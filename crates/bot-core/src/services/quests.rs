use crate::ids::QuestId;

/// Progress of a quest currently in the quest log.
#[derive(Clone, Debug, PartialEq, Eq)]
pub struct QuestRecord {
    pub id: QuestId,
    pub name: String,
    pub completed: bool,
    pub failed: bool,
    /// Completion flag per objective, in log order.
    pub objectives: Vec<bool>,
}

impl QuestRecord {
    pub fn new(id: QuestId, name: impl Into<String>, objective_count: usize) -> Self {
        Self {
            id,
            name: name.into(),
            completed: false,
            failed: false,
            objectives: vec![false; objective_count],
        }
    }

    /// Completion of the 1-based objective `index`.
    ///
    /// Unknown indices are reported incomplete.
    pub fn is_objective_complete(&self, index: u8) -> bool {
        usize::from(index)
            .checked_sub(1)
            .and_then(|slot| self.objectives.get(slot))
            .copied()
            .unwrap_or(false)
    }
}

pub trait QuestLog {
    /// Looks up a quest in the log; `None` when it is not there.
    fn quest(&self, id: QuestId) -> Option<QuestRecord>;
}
...
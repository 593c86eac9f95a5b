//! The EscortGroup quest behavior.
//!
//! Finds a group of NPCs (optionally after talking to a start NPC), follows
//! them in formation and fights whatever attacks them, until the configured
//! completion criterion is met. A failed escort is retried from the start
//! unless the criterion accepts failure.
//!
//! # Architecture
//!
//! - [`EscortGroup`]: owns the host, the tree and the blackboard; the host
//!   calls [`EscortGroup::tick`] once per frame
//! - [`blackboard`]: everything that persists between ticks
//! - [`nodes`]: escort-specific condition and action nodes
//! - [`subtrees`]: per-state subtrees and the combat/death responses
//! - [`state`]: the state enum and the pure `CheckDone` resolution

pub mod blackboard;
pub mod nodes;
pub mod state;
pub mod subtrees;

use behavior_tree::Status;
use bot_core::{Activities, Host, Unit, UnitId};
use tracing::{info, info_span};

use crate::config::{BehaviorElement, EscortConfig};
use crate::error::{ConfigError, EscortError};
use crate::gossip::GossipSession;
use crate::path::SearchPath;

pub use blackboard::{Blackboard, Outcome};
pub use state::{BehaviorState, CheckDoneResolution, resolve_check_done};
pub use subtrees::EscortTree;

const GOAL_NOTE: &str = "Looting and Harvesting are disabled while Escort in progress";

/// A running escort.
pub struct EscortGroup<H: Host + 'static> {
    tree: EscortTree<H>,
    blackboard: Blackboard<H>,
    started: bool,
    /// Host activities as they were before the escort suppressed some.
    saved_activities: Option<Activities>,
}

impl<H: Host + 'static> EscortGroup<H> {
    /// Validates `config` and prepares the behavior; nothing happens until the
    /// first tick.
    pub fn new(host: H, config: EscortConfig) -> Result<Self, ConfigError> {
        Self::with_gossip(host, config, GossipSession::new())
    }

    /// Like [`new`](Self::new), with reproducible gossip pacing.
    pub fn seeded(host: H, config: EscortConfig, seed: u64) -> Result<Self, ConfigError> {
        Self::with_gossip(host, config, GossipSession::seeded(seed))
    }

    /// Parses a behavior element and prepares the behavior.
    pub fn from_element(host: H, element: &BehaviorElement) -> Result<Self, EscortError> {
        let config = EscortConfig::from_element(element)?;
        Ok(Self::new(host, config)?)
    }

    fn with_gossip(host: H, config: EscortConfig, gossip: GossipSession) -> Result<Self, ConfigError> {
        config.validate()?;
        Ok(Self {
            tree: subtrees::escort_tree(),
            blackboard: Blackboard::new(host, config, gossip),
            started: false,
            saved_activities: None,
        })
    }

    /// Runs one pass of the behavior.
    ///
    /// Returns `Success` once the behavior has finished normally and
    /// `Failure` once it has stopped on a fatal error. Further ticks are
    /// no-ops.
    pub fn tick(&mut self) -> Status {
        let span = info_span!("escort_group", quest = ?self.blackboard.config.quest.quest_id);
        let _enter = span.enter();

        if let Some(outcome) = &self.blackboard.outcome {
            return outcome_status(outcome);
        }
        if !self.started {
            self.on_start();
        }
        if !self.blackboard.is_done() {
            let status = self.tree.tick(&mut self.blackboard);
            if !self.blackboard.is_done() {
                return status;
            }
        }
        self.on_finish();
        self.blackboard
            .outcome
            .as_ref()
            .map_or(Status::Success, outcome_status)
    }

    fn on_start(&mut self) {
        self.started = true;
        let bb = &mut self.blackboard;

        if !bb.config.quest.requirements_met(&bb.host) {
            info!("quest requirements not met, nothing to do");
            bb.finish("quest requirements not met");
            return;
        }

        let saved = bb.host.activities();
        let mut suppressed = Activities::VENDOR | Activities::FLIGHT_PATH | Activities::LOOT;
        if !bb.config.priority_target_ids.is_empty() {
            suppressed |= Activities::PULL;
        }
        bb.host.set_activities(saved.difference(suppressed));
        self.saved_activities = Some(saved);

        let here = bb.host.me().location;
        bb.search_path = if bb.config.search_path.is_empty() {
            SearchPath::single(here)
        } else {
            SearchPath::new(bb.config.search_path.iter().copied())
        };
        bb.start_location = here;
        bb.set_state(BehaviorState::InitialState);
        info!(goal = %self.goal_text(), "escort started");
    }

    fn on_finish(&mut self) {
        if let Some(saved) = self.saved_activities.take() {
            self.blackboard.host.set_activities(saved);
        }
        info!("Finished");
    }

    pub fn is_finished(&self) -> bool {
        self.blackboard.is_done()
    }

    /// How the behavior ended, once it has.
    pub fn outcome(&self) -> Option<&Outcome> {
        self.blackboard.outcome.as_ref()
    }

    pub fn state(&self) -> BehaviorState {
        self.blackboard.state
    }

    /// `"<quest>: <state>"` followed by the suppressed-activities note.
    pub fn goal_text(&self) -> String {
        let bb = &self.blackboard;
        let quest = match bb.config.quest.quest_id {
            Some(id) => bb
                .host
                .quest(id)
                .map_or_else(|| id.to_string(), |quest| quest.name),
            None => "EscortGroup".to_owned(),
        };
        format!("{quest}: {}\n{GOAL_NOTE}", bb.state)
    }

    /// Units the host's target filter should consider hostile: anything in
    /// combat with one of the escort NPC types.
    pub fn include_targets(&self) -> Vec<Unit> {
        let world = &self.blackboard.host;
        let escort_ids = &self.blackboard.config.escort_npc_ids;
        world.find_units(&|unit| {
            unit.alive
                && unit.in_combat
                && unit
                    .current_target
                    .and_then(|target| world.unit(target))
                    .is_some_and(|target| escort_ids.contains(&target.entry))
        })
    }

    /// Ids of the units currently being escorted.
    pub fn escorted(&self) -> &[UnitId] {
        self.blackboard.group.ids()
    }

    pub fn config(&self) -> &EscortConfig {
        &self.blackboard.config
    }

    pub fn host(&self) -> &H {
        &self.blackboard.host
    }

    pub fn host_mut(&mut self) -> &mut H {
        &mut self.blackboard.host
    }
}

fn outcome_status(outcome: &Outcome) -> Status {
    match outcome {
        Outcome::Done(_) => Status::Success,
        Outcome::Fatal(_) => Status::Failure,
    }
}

### DESCRIPTION OF THE TASK
Print, without alteration, only the lines above between the one holding "return status;" and the one holding "let bb = &mut self.blackboard;", inclusive.

### OUTPUT FOR THIS EXERCISE
                return status;
            }
        }
        self.on_finish();
        self.blackboard
            .outcome
            .as_ref()
            .map_or(Status::Success, outcome_status)
    }

    fn on_start(&mut self) {
        self.started = true;
        let bb = &mut self.blackboard;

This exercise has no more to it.